Friday, October 19, 2012

Deception 1946




The first thing we see after the credits is a rain soaked (there is a lot of rain in this film) street with a close up of a pair of woman’s gams rushing towards an imposing building. The legs belong to Bette Davis, and the building is a Warner Bros. Back lot concert hall. Bette is rushing to catch a concert by a long lost love of hers who she thought long dead during the war in Europe and is shocked to find that Paul Henreid is alive and kicking and playing his heart out on his cello “I thought you were dead” Bette gushes and cries in that unique tone of hers to Henreid in his dressing room after the concert. Thus starts this early post war woman’s melodrama about love lost, found and then finally lost for good. I wish the rest of the film that was directed by Irving Rapper was as good as the opening scene, but it’s not, still there are pleasures to be found.
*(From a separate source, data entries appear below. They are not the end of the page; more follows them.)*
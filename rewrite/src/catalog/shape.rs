use graft_ir::IntoOpRef;
use graft_ir::ops::Reshape;

use crate::rewriter::{NodeRewriter, node_rewriter};

/// `reshape(reshape(x, s1), s2)` to `reshape(x, s2)`.
pub fn reshape_chain() -> impl NodeRewriter {
    node_rewriter("reshape_chain", &["reshape"], |ctx, node| {
        let fgraph = ctx.fgraph();
        let apply = fgraph.node(node);
        let Some(outer) = apply.op_as::<Reshape>() else {
            return Ok(None);
        };
        let Some(inner) = fgraph.var(apply.inputs()[0]).owner_node() else {
            return Ok(None);
        };
        let inner = fgraph.node(inner);
        if inner.op_as::<Reshape>().is_none() {
            return Ok(None);
        }
        let (op, x) = (outer.clone().into_op(), inner.inputs()[0]);
        Ok(Some(vec![ctx.apply1(op, &[x])?]))
    })
}

/// Reshape to the shape the input already has.
pub fn useless_reshape() -> impl NodeRewriter {
    node_rewriter("useless_reshape", &["reshape"], |ctx, node| {
        let fgraph = ctx.fgraph();
        let apply = fgraph.node(node);
        let Some(reshape) = apply.op_as::<Reshape>() else {
            return Ok(None);
        };
        let x = apply.inputs()[0];
        let same = fgraph.var(x).ty().static_shape().is_some_and(|shape| shape.as_slice() == reshape.shape());
        Ok(same.then(|| vec![x]))
    })
}
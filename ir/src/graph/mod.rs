//! Graph storage and the observable function graph.

mod feature;
mod fgraph;
mod node;
mod print;
mod toposort;

pub use feature::{Change, Feature};
pub use fgraph::FunctionGraph;
pub use node::{Apply, NodeArena, Variable};
pub use toposort::Toposort;

/// Index of a [`Variable`] in a [`NodeArena`].
#[derive(Debug, Clone, Copy, PartialEq, Eq, Hash, PartialOrd, Ord, derive_more::Display)]
#[display("v{_0}")]
pub struct VarId(pub(crate) u32);

/// Index of an [`Apply`] node in a [`NodeArena`].
#[derive(Debug, Clone, Copy, PartialEq, Eq, Hash, PartialOrd, Ord, derive_more::Display)]
#[display("n{_0}")]
pub struct ApplyId(pub(crate) u32);

impl VarId {
    pub fn index(self) -> usize {
        self.0 as usize
    }
}

impl ApplyId {
    pub fn index(self) -> usize {
        self.0 as usize
    }
}

/// A consumer slot of a variable: an input position of a node, or a graph output position.
#[derive(Debug, Clone, Copy, PartialEq, Eq, Hash, PartialOrd, Ord, derive_more::Display)]
pub enum Client {
    #[display("{node}[{index}]")]
    Node { node: ApplyId, index: usize },
    #[display("output[{index}]")]
    Output { index: usize },
}

impl Client {
    pub fn node(&self) -> Option<ApplyId> {
        match self {
            Self::Node { node, .. } => Some(*node),
            Self::Output { .. } => None,
        }
    }

    pub fn is_output(&self) -> bool {
        matches!(self, Self::Output { .. })
    }
}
The chief one of course is Claude Rains who is his usually brilliant self as the narcissistic  overbearing and controlling composer named Alexander Hollenius  who Bette (she’s also a musician, I know I know) had a long affair with and has been kept by him like a pet in a lavish loft in a big midtown building. Bette tries to keep this secret from Henreid who she marries in like 10 minutes after being reunited with him and of course this is what pushes the plot and gives us title of the film. The director and his three stars are reunited here from the much better  film “Now Voyager” that they did in 1942, but hey listen Deception is not all that bad with its mixture of classical musical, deceit, lavish expressionistic  sets , cinematography and murder. Davis who was winding down her long career at Warner Bros. still had a few great performances in her most notably of course “All About Eve” in 1950 but basically this film can be seen as her swan song as a glamorous leading lady. The beautiful inky black and white noirish cinematography (even the shadows have shadows) is by the great Ernest Haller, and the impressive expressionistic art direction is by the equally great Anton Grot. Not a great film but still fun for a gloomy rainy night.